• _Task directions_:
Every line containing the string "Research" should be returned from the records.

• _Provided records_:
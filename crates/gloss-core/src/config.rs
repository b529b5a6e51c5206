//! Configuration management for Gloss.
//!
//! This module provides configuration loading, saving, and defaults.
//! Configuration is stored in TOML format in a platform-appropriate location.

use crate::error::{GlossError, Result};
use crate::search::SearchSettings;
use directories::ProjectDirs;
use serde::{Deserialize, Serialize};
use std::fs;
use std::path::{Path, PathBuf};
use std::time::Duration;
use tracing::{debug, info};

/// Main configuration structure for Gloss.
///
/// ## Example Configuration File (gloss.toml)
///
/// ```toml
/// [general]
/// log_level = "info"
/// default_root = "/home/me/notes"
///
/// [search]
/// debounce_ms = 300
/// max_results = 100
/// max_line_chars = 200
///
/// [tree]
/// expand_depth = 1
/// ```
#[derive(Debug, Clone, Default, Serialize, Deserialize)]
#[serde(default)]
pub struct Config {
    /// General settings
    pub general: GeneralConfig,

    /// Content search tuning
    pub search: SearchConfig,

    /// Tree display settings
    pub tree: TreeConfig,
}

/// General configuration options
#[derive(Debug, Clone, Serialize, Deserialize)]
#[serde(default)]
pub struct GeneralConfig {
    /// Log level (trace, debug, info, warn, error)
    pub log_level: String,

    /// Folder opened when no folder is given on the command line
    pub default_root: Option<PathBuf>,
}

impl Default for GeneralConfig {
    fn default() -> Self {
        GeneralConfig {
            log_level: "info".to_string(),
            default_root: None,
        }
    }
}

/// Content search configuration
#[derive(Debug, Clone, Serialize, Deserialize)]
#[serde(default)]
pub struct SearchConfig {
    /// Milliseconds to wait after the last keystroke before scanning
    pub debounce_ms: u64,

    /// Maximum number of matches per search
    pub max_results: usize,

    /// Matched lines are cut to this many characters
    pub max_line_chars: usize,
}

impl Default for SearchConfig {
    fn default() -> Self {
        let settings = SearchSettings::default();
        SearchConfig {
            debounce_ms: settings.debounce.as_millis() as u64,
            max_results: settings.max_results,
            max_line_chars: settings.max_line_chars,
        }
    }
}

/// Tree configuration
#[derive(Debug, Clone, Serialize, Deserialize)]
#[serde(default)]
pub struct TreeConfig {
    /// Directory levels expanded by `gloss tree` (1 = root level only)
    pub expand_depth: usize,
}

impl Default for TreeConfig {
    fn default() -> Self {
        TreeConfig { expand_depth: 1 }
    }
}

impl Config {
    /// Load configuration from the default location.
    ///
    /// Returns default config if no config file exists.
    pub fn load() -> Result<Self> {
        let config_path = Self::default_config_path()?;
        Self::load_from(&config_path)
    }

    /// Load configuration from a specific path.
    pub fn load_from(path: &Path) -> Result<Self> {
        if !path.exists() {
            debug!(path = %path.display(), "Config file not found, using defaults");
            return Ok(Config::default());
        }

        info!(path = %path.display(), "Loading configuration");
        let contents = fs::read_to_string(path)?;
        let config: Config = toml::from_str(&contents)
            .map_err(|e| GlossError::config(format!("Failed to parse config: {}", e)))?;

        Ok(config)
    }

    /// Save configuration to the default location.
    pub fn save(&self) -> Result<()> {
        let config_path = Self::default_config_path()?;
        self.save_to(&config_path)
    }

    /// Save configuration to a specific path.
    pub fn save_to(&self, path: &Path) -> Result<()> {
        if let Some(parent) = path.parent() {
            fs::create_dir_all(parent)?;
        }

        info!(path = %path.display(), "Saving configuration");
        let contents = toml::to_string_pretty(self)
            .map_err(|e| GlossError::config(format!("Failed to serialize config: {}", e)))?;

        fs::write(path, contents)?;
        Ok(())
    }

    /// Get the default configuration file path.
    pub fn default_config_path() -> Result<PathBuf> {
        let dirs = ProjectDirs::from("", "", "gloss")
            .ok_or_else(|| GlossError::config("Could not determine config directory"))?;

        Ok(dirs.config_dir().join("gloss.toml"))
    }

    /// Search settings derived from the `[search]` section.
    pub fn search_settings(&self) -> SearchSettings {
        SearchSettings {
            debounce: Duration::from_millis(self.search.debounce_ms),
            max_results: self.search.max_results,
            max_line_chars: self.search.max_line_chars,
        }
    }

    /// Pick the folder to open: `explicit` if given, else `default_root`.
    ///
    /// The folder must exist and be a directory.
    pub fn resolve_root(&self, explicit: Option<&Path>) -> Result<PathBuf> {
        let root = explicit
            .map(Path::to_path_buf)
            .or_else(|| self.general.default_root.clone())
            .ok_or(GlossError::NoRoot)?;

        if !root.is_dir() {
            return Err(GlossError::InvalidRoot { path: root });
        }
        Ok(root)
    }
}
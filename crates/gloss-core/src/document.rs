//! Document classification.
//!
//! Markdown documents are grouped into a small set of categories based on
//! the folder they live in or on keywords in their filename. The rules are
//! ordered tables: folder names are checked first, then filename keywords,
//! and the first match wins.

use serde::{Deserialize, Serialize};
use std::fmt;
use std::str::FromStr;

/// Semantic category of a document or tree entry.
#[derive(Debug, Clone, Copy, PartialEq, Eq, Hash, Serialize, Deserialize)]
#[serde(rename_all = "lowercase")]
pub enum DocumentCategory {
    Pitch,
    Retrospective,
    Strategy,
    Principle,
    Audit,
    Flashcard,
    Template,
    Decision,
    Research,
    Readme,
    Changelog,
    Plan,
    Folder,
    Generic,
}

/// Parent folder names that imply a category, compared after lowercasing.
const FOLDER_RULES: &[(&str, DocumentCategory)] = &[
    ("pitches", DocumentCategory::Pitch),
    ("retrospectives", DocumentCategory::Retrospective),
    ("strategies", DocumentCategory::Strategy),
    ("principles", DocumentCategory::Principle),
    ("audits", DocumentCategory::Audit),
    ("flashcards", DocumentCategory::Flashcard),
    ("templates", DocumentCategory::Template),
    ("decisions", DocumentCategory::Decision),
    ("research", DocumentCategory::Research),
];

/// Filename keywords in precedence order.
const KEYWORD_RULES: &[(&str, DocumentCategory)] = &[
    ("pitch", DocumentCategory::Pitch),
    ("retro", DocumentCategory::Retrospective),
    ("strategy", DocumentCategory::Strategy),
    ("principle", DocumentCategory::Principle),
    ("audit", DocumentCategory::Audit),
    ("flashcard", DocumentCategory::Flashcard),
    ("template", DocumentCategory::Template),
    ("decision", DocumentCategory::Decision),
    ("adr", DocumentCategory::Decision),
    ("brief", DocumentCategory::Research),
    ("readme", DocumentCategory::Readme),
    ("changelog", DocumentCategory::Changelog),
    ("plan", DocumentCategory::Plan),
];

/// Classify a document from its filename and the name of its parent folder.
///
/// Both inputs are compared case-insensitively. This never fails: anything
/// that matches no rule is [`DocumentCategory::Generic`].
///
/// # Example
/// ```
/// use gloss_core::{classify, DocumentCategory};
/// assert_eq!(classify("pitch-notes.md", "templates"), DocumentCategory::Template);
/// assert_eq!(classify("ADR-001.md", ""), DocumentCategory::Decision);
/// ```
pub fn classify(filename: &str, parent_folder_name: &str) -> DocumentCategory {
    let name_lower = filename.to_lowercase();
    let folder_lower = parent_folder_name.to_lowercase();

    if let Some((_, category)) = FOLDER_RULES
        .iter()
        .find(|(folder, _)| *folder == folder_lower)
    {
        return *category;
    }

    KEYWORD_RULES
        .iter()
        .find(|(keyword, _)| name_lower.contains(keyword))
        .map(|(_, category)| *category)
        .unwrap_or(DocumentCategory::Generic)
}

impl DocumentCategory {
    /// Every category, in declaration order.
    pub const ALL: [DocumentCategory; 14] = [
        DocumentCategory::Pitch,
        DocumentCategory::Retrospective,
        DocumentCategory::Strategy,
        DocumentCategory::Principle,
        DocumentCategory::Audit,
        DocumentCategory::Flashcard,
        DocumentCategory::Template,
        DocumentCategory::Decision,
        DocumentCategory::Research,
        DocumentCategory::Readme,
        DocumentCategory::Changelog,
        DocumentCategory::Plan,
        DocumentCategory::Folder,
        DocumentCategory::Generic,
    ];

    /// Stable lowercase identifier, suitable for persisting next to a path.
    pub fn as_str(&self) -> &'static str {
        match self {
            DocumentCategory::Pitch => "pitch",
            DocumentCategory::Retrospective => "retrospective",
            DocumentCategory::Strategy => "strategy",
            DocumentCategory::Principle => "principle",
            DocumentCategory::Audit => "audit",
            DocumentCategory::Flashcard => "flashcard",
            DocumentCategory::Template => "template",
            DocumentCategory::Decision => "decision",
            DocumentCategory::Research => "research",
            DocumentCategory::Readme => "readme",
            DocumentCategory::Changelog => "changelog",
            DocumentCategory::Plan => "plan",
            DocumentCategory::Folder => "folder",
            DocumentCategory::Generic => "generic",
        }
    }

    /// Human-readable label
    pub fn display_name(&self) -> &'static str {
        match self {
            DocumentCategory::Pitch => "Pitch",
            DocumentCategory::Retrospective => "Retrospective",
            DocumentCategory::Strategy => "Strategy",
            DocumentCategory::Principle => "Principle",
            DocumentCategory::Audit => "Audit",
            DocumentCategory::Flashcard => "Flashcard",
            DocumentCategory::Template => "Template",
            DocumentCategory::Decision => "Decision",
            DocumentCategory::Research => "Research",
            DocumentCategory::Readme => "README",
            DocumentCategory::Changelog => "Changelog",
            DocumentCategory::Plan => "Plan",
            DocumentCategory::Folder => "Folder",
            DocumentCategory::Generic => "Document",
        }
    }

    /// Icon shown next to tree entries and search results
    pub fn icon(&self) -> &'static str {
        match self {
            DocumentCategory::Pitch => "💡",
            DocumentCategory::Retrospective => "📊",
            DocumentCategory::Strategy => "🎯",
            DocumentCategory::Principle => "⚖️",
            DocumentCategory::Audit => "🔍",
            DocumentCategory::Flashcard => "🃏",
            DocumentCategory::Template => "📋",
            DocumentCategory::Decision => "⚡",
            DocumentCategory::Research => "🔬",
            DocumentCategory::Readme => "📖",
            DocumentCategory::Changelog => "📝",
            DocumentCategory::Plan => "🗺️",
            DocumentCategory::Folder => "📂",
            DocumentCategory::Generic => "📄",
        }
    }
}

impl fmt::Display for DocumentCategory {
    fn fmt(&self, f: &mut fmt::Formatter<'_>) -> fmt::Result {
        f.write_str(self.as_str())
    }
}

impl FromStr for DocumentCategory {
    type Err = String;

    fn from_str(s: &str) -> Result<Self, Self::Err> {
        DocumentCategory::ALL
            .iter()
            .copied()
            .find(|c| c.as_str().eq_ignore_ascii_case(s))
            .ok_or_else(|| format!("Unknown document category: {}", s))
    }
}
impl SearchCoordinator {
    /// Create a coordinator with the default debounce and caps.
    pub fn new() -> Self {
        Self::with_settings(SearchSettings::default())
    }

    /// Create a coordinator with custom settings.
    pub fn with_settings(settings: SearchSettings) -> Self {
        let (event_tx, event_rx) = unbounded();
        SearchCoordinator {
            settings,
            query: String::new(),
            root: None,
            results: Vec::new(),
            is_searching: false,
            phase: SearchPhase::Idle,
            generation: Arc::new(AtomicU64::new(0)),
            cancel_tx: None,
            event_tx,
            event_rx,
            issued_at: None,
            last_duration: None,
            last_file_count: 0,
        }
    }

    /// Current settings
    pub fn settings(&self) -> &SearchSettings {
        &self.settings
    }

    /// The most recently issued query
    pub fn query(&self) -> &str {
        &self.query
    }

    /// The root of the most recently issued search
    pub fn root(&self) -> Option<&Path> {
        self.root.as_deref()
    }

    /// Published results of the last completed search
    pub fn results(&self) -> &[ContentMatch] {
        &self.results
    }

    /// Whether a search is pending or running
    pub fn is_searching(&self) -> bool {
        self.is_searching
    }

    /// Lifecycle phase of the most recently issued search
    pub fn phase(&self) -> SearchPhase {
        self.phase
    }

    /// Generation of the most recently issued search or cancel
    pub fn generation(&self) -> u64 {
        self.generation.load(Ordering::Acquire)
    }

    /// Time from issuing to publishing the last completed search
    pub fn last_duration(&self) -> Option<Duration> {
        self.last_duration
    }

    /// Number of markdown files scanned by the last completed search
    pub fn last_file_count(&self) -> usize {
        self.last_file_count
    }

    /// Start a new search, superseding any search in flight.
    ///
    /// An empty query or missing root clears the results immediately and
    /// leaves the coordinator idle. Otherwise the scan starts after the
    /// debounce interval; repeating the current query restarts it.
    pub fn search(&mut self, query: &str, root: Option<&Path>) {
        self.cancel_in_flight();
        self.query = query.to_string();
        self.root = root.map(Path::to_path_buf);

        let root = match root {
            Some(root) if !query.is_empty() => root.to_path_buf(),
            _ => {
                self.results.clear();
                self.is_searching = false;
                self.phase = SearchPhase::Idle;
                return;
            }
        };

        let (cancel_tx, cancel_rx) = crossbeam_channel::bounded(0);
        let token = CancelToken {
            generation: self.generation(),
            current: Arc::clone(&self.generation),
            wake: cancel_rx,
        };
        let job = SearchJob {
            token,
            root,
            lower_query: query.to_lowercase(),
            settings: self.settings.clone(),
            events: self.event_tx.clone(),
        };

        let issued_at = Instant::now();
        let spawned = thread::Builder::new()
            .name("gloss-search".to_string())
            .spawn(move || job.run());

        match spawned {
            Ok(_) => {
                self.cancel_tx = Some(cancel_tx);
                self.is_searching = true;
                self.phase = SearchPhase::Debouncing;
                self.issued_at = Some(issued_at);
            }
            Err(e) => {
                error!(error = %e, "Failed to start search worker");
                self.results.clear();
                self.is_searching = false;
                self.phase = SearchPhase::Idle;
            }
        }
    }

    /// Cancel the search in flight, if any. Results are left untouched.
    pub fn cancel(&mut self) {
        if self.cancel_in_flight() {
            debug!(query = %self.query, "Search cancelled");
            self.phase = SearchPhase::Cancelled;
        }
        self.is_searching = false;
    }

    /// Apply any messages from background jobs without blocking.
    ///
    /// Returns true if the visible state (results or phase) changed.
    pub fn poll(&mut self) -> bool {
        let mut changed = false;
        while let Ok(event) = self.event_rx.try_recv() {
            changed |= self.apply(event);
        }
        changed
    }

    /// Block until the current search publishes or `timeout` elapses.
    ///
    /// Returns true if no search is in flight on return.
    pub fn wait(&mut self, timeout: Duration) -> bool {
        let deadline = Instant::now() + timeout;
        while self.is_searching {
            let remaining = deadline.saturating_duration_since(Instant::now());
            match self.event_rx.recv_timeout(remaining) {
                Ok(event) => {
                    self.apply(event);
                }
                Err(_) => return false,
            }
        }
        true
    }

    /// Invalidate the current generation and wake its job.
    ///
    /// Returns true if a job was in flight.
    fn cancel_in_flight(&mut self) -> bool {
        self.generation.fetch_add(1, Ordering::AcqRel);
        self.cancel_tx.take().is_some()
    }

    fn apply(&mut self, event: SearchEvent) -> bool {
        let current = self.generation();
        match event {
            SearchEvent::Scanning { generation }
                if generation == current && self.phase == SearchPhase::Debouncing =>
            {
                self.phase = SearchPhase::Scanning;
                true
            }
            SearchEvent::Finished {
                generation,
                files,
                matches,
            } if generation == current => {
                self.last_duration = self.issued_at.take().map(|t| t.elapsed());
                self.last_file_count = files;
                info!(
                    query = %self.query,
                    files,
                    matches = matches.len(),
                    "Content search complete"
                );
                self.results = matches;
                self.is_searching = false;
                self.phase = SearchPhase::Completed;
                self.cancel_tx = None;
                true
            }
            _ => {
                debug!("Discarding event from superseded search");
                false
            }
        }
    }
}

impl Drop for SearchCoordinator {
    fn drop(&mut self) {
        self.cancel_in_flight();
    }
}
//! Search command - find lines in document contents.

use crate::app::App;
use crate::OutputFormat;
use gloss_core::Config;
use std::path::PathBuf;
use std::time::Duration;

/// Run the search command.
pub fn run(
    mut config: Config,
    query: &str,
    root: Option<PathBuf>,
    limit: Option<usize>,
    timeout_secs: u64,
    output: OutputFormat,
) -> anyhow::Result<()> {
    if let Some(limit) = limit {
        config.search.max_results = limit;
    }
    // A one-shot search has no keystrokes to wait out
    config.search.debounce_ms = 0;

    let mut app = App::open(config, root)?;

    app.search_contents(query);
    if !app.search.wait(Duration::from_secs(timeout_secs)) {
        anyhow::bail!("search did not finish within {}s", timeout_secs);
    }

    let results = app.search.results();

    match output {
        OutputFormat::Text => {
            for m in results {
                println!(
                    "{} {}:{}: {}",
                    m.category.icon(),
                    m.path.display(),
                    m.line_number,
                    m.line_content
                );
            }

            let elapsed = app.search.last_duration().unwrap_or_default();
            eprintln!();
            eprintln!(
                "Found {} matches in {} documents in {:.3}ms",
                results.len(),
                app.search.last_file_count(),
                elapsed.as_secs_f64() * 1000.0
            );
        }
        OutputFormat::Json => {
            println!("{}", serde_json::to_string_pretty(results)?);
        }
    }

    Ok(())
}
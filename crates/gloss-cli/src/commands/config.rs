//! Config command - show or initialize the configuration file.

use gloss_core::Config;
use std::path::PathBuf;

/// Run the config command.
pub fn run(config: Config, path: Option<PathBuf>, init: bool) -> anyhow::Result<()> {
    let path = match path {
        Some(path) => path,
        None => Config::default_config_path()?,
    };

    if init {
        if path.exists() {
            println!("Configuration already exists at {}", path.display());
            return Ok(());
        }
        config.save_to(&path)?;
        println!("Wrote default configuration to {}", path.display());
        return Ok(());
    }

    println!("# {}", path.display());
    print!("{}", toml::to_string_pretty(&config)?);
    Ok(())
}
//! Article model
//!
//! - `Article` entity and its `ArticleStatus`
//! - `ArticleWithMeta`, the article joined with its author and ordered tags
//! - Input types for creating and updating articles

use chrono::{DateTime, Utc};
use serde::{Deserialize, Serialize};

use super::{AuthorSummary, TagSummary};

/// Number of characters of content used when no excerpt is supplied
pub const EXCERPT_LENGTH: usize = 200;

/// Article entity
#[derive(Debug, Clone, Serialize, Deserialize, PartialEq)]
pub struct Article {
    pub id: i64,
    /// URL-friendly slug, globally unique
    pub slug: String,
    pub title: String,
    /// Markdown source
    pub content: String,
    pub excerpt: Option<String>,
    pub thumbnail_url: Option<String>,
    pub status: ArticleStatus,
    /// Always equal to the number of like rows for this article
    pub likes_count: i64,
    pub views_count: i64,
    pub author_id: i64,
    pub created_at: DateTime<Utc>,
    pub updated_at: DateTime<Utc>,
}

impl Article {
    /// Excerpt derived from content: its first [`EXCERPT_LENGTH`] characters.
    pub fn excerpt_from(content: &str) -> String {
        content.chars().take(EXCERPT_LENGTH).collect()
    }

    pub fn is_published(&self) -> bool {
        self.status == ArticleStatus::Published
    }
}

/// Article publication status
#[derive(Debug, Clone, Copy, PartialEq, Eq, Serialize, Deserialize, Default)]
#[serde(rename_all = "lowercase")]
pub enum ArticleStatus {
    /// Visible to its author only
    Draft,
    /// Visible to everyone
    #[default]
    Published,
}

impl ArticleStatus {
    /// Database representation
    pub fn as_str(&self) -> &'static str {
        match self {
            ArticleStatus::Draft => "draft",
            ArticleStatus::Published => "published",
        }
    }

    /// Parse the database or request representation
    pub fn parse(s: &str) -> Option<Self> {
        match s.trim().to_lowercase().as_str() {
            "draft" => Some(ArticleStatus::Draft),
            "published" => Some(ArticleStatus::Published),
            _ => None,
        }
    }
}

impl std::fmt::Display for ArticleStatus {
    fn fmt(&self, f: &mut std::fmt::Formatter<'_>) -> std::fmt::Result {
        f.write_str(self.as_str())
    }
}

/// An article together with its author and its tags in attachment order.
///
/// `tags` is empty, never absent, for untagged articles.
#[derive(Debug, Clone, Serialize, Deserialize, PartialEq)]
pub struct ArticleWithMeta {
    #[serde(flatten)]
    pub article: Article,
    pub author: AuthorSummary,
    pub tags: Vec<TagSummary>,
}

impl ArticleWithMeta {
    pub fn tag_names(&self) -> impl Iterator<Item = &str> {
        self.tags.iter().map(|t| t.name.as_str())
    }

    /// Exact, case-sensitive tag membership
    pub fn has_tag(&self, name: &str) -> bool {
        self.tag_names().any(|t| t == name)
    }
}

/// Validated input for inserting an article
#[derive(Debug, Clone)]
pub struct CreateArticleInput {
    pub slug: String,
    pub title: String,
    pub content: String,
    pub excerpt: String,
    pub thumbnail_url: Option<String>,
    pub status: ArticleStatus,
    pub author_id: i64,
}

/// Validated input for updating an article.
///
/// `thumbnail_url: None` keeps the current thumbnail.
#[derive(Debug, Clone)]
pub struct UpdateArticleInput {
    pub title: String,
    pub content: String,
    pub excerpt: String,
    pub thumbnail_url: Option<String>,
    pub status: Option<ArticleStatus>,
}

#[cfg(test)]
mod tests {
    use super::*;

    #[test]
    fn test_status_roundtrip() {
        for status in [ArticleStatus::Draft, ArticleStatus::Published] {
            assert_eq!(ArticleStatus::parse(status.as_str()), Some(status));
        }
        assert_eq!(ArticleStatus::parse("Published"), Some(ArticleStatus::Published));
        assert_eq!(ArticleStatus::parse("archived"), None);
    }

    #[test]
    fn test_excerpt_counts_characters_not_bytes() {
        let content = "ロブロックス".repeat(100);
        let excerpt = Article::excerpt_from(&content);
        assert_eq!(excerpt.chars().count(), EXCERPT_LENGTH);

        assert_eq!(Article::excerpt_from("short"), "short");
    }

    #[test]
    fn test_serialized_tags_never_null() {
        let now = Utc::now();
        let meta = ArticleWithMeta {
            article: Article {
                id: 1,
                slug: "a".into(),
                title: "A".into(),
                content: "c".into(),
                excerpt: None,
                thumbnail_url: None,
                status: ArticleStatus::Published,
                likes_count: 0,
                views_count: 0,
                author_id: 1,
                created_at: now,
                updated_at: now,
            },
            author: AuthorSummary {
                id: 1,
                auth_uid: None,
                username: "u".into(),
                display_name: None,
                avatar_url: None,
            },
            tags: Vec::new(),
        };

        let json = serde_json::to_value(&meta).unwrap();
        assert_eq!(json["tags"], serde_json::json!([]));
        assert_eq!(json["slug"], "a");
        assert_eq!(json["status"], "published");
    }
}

• _Your solution_:
    Research,
    ("research", DocumentCategory::Research),
    ("brief", DocumentCategory::Research),
        DocumentCategory::Research,
            DocumentCategory::Research => "research",
            DocumentCategory::Research => "Research",
            DocumentCategory::Research => "🔬",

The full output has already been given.